従来のサーバー運用では、ブラウザ上での手動操作が中心であり、設定変更や保守作業を自動処理に組み込みにくいという課題がありました。複数サーバーの一元管理や、独自の管理画面・社内ツールとの連携、再販・運用代行といった多様化する運用ニーズに対応する外部連携手段として、REST APIの提供に踏み切った形です。
XServer APIの主な活用例と操作範囲
「XServer API」では、サーバー情報の取得やサーバー利用状況の確認、Cron設定の追加・変更・削除やWordPressのインストール・削除、メールアカウントの作成・転送設定変更など、幅広い操作をAPI経由で実行できます。主な活用例として挙げられているのは、次の4点です。
- AIエージェントからのサーバー設定操作
- CI/CDパイプラインでの設定変更・保守自動化
- メールアカウント管理やWordPress設定の省力化
- 社内ツール・独自管理画面との連携
第一弾として『エックスサーバー』と『XServerビジネス』の2サービスが対応しており、今後は利用ニーズの高い機能やサービスから、順次対応範囲を拡充する予定です。APIリファレンスでは、各エンドポイントの仕様やパラメータ、レスポンス例が公開されています。
XServer APIの対応サービス概要
| 項目 | エックスサーバー | XServerビジネス |
|---|---|---|
| 特長 | 国内シェアNo.1(※1) | セキュリティ・サポート・権限管理 |
| API利用料 | 追加料金なし | 追加料金なし |
| 提供開始日 | 2026年4月16日 | 2026年4月16日 |
trends編集部の一言
レンタルサーバーの操作がREST APIで外部から実行できるようになるのは、日々の運用業務を自動化したい立場からすると待望のアップデートです。WordPressサイトを複数管理しているなかで、新規ドメイン追加やSSL設定のたびにサーバーパネルへログインしていた手間を考えると、AIエージェントに定型作業を任せられる選択肢が生まれた点に実用的な価値があります。

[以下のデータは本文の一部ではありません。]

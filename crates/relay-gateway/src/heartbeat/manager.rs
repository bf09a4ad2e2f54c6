//! Heartbeat manager
//!
//! One task per physical connection, started after HELLO. Each tick it either
//! declares the connection stalled or sends a HEARTBEAT carrying the latest
//! sequence number.

use super::HeartbeatState;
use crate::client::transport::Outbound;
use crate::error::GatewayError;
use crate::protocol::GatewayMessage;
use std::sync::Arc;
use std::time::Duration;
use tokio::sync::mpsc;
use tokio::task::JoinHandle;
use tokio::time::{interval_at, Instant, MissedTickBehavior};
use tokio_util::sync::CancellationToken;

/// Shortest tick period the manager will run with
const MIN_PERIOD: Duration = Duration::from_millis(1);

/// Largest share of the interval the margin may take
const MAX_MARGIN_DIVISOR: u32 = 4;

/// Timing for one heartbeat manager
#[derive(Debug, Clone, Copy, PartialEq, Eq)]
pub struct HeartbeatConfig {
    /// Interval dictated by the peer in HELLO
    pub interval: Duration,
    /// Safety margin subtracted from the interval; also the send timeout.
    /// Capped at a quarter of the interval.
    pub margin: Duration,
    /// Ack latency above which a warning is logged
    pub latency_warning: Duration,
}

impl HeartbeatConfig {
    /// Margin in effect for this interval
    #[must_use]
    pub fn effective_margin(&self) -> Duration {
        self.margin.min(self.interval / MAX_MARGIN_DIVISOR)
    }

    /// Tick period, `interval - margin`, never below 1 ms
    #[must_use]
    pub fn period(&self) -> Duration {
        self.interval
            .saturating_sub(self.effective_margin())
            .max(MIN_PERIOD)
    }

    /// Time allowed for one heartbeat to reach the socket
    #[must_use]
    pub fn send_timeout(&self) -> Duration {
        self.effective_margin().max(MIN_PERIOD)
    }
}

/// Why the heartbeat task stopped
#[derive(Debug, Clone, Copy, PartialEq, Eq)]
pub enum HeartbeatExit {
    /// No inbound traffic for longer than the interval
    Stalled,
    /// A heartbeat was not written to the socket within the margin
    SendTimeout,
    /// The writer side of the connection is gone
    ChannelClosed,
    /// The session was closed by someone else
    Closed,
}

/// Periodic heartbeat sender and stall detector
pub struct HeartbeatManager {
    config: HeartbeatConfig,
    state: Arc<HeartbeatState>,
    outbound: mpsc::Sender<Outbound>,
    closed: CancellationToken,
    client_id: Arc<str>,
}

impl HeartbeatManager {
    /// Create a manager for one physical connection
    #[must_use]
    pub fn new(
        config: HeartbeatConfig,
        state: Arc<HeartbeatState>,
        outbound: mpsc::Sender<Outbound>,
        closed: CancellationToken,
        client_id: Arc<str>,
    ) -> Self {
        Self {
            config,
            state,
            outbound,
            closed,
            client_id,
        }
    }

    /// Run the manager on its own task
    pub fn spawn(self) -> JoinHandle<HeartbeatExit> {
        tokio::spawn(self.run())
    }

    /// Tick until the connection stalls, a send fails, or the session closes
    ///
    /// Any exit other than [`HeartbeatExit::Closed`] marks the session closed.
    pub async fn run(self) -> HeartbeatExit {
        let period = self.config.period();
        let mut ticker = interval_at(Instant::now() + period, period);
        ticker.set_missed_tick_behavior(MissedTickBehavior::Delay);

        tracing::debug!(
            client_id = %self.client_id,
            interval_ms = self.config.interval.as_millis() as u64,
            period_ms = period.as_millis() as u64,
            "Heartbeat started"
        );

        let exit = loop {
            tokio::select! {
                biased;
                () = self.closed.cancelled() => break HeartbeatExit::Closed,
                _ = ticker.tick() => {}
            }

            let silent_for = self.state.since_last_recv();
            if silent_for > self.config.interval {
                tracing::warn!(
                    client_id = %self.client_id,
                    silent_ms = silent_for.as_millis() as u64,
                    interval_ms = self.config.interval.as_millis() as u64,
                    "Connection stalled, no traffic within the heartbeat interval"
                );
                break HeartbeatExit::Stalled;
            }

            match send_heartbeat(&self.outbound, &self.state, self.config.send_timeout()).await {
                Ok(()) => {}
                Err(GatewayError::SendTimeout) => {
                    tracing::warn!(client_id = %self.client_id, "Heartbeat send timed out");
                    break HeartbeatExit::SendTimeout;
                }
                Err(e) => {
                    tracing::debug!(client_id = %self.client_id, error = %e, "Heartbeat channel closed");
                    break HeartbeatExit::ChannelClosed;
                }
            }
        };

        if exit != HeartbeatExit::Closed {
            self.closed.cancel();
        }

        tracing::debug!(client_id = %self.client_id, exit = ?exit, "Heartbeat stopped");
        exit
    }
}

/// Send a HEARTBEAT carrying the current sequence and record the send time
///
/// Completes once the writer has put the frame on the socket; `timeout`
/// bounds queueing and the write together. Used both by the periodic tick
/// and for peer-requested heartbeats.
pub async fn send_heartbeat(
    outbound: &mpsc::Sender<Outbound>,
    state: &HeartbeatState,
    timeout: Duration,
) -> Result<(), GatewayError> {
    let (frame, receipt) = Outbound::with_receipt(GatewayMessage::heartbeat(state.sequence()));
    let delivery = async {
        outbound
            .send(frame)
            .await
            .map_err(|_| GatewayError::ChannelClosed)?;
        receipt.await.map_err(|_| GatewayError::ChannelClosed)
    };

    let written_at = tokio::time::timeout(timeout, delivery)
        .await
        .map_err(|_| GatewayError::SendTimeout)??;
    state.record_send_at(written_at);
    tracing::trace!(sequence = ?state.sequence(), "Heartbeat sent");
    Ok(())
}

/// Record a HEARTBEAT_ACK and warn when the round trip is slow
///
/// Latency is advisory only; a slow ack never closes the session.
pub fn acknowledge(
    state: &HeartbeatState,
    latency_warning: Duration,
    client_id: &str,
) -> Option<Duration> {
    let latency = state.record_ack()?;
    let latency_ms = latency.as_millis() as u64;

    if latency > latency_warning {
        tracing::warn!(
            client_id = %client_id,
            latency_ms,
            "Gateway is falling behind, heartbeat ack took too long"
        );
    } else {
        tracing::trace!(client_id = %client_id, latency_ms, "Heartbeat acknowledged");
    }

    Some(latency)
}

CI/CDパイプラインへの組み込みが活用例に含まれている点も注目で、開発フローの一部としてサーバー設定変更を自動化できれば、ステージング環境の構築工数を削減できそうです。Web制作の受託案件が多い担当者や、複数クライアントのサーバーを運用代行している事業者にとっては、管理画面を横断する手間を一元化できる接点になるのではないでしょうか。